Task objective
The output should be identical to the entries that follow.

[Saved entries]
------------------------

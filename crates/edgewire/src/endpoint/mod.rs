// SPDX-License-Identifier: Apache-2.0 OR MIT
// Copyright (c) 2025-2026 naskel.com

//! Typed connection endpoints.
//!
//! An [`Edge`] fans a payload out to connected [`Slot`]s; each connection
//! carries its own [`DeliveryMode`]. Endpoints are embedded in anchored
//! objects and their connection lists are owned by the thread the object is
//! affiliated with: there are no locks, thread affinity is the discipline.
//! Connect and disconnect may be initiated from any thread; the steps that
//! mutate a remote endpoint travel as mailbox messages.

pub mod edge;
pub mod slot;

pub use edge::Edge;
pub use slot::Slot;

use crate::monitor::Anchor;

/// Bound for signal payloads: cloned per delivery, shipped across threads.
pub trait SignalArgs: Clone + Send + 'static {}

impl<T: Clone + Send + 'static> SignalArgs for T {}

/// Per-connection invocation policy.
#[derive(Debug, Clone, Copy, PartialEq, Eq, Default)]
pub enum DeliveryMode {
    /// Synchronous when the peer shares the emitter's mailbox, queued
    /// otherwise.
    #[default]
    Auto,
    /// Always synchronous; the caller asserts re-entrancy safety.
    Direct,
    /// Always queued on the peer's current mailbox.
    Queue,
    /// Queued, with the emitter blocked until the peer consumed the signal.
    /// Falls back to synchronous on the emitter's own mailbox (no
    /// self-deadlock).
    BlockQueue,
}

/// Callback invoked when a slot receives a signal: the slot itself, the
/// type-erased owning object, and the payload.
pub type SlotCallee<P> = fn(&Slot<P>, *mut (), P);

/// Build a [`SlotCallee`] that forwards to a method of the owning object.
///
/// ```ignore
/// struct Counter { slot: Slot<(i32, i32)>, anchor: Anchor, total: i32 }
/// impl Counter {
///     fn on_add(&mut self, (a, b): (i32, i32)) { self.total += a + b; }
/// }
/// let slot = Slot::new(slot_callee!(Counter, on_add));
/// ```
#[macro_export]
macro_rules! slot_callee {
    ($owner:ty, $method:ident) => {
        |_slot, object: *mut (), args| {
            // SAFETY: a slot is invoked only while its owner is alive and on
            // the owner's affiliated thread; `object` is the enclosing
            // object pinned by `attach`.
            let owner = unsafe { &mut *object.cast::<$owner>() };
            owner.$method(args);
        }
    };
}

/// Connect `edge` to `slot` with [`DeliveryMode::Auto`].
///
/// May be called from any thread; both owners must outlive the call only.
/// Every later lifetime race is handled by the protocol.
pub fn connect<P: SignalArgs>(
    edge_owner: &Anchor,
    edge: &Edge<P>,
    slot_owner: &Anchor,
    slot: &Slot<P>,
) {
    connect_with(edge_owner, edge, slot_owner, slot, DeliveryMode::Auto);
}

/// Connect `edge` to `slot` with an explicit delivery mode.
pub fn connect_with<P: SignalArgs>(
    edge_owner: &Anchor,
    edge: &Edge<P>,
    slot_owner: &Anchor,
    slot: &Slot<P>,
    mode: DeliveryMode,
) {
    slot.connect_routed(
        slot_owner.link(),
        edge_owner.link(),
        edge as *const Edge<P>,
        mode,
    );
}

/// Remove one `edge`→`slot` connection, driving the removal from the slot
/// owner's thread. Idempotent once the pair is disconnected.
pub fn disconnect<P: SignalArgs>(
    edge_owner: &Anchor,
    edge: &Edge<P>,
    slot_owner: &Anchor,
    slot: &Slot<P>,
) {
    slot.disconnect_from(slot_owner.link(), edge_owner.link(), edge as *const Edge<P>);
}

/// Remove one `edge`→`slot` connection, driving the removal from the edge
/// owner's thread.
pub fn disconnect_from_edge<P: SignalArgs>(
    edge_owner: &Anchor,
    edge: &Edge<P>,
    slot_owner: &Anchor,
    slot: &Slot<P>,
) {
    edge.disconnect_pair(edge_owner.link(), slot_owner.link(), slot as *const Slot<P>);
}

------------------------

Written solution
filename crates/edgewire/src/endpoint/mod.rs
// SPDX-License-Identifier: Apache-2.0 OR MIT
// Copyright (c) 2025-2026 naskel.com

//! Typed connection endpoints.
//!
//! An [`Edge`] fans a payload out to connected [`Slot`]s; each connection
//! carries its own [`DeliveryMode`]. Endpoints are embedded in anchored
//! objects and their connection lists are owned by the thread the object is
//! affiliated with: there are no locks, thread affinity is the discipline.
//! Connect and disconnect may be initiated from any thread; the steps that
//! mutate a remote endpoint travel as mailbox messages.

pub mod edge;
pub mod slot;

pub use edge::Edge;
pub use slot::Slot;

use crate::monitor::Anchor;

/// Bound for signal payloads: cloned per delivery, shipped across threads.
pub trait SignalArgs: Clone + Send + 'static {}

impl<T: Clone + Send + 'static> SignalArgs for T {}

/// Per-connection invocation policy.
#[derive(Debug, Clone, Copy, PartialEq, Eq, Default)]
pub enum DeliveryMode {
    /// Synchronous when the peer shares the emitter's mailbox, queued
    /// otherwise.
    #[default]
    Auto,
    /// Always synchronous; the caller asserts re-entrancy safety.
    Direct,
    /// Always queued on the peer's current mailbox.
    Queue,
    /// Queued, with the emitter blocked until the peer consumed the signal.
    /// Falls back to synchronous on the emitter's own mailbox (no
    /// self-deadlock).
    BlockQueue,
}

/// Callback invoked when a slot receives a signal: the slot itself, the
/// type-erased owning object, and the payload.
pub type SlotCallee<P> = fn(&Slot<P>, *mut (), P);

/// Build a [`SlotCallee`] that forwards to a method of the owning object.
///
/// ```ignore
/// struct Counter { slot: Slot<(i32, i32)>, anchor: Anchor, total: i32 }
/// impl Counter {
///     fn on_add(&mut self, (a, b): (i32, i32)) { self.total += a + b; }
/// }
/// let slot = Slot::new(slot_callee!(Counter, on_add));
/// ```
#[macro_export]
macro_rules! slot_callee {
    ($owner:ty, $method:ident) => {
        |_slot, object: *mut (), args| {
            // SAFETY: a slot is invoked only while its owner is alive and on
            // the owner's affiliated thread; `object` is the enclosing
            // object pinned by `attach`.
            let owner = unsafe { &mut *object.cast::<$owner>() };
            owner.$method(args);
        }
    };
}

/// Connect `edge` to `slot` with [`DeliveryMode::Auto`].
///
/// May be called from any thread; both owners must outlive the call only.
/// Every later lifetime race is handled by the protocol.
pub fn connect<P: SignalArgs>(
    edge_owner: &Anchor,
    edge: &Edge<P>,
    slot_owner: &Anchor,
    slot: &Slot<P>,
) {
    connect_with(edge_owner, edge, slot_owner, slot, DeliveryMode::Auto);
}

/// Connect `edge` to `slot` with an explicit delivery mode.
pub fn connect_with<P: SignalArgs>(
    edge_owner: &Anchor,
    edge: &Edge<P>,
    slot_owner: &Anchor,
    slot: &Slot<P>,
    mode: DeliveryMode,
) {
    slot.connect_routed(
        slot_owner.link(),
        edge_owner.link(),
        edge as *const Edge<P>,
        mode,
    );
}

/// Remove one `edge`→`slot` connection, driving the removal from the slot
/// owner's thread. Idempotent once the pair is disconnected.
pub fn disconnect<P: SignalArgs>(
    edge_owner: &Anchor,
    edge: &Edge<P>,
    slot_owner: &Anchor,
    slot: &Slot<P>,
) {
    slot.disconnect_from(slot_owner.link(), edge_owner.link(), edge as *const Edge<P>);
}

/// Remove one `edge`→`slot` connection, driving the removal from the edge
/// owner's thread.
pub fn disconnect_from_edge<P: SignalArgs>(
    edge_owner: &Anchor,
    edge: &Edge<P>,
    slot_owner: &Anchor,
    slot: &Slot<P>,
) {
    edge.disconnect_pair(edge_owner.link(), slot_owner.link(), slot as *const Slot<P>);
}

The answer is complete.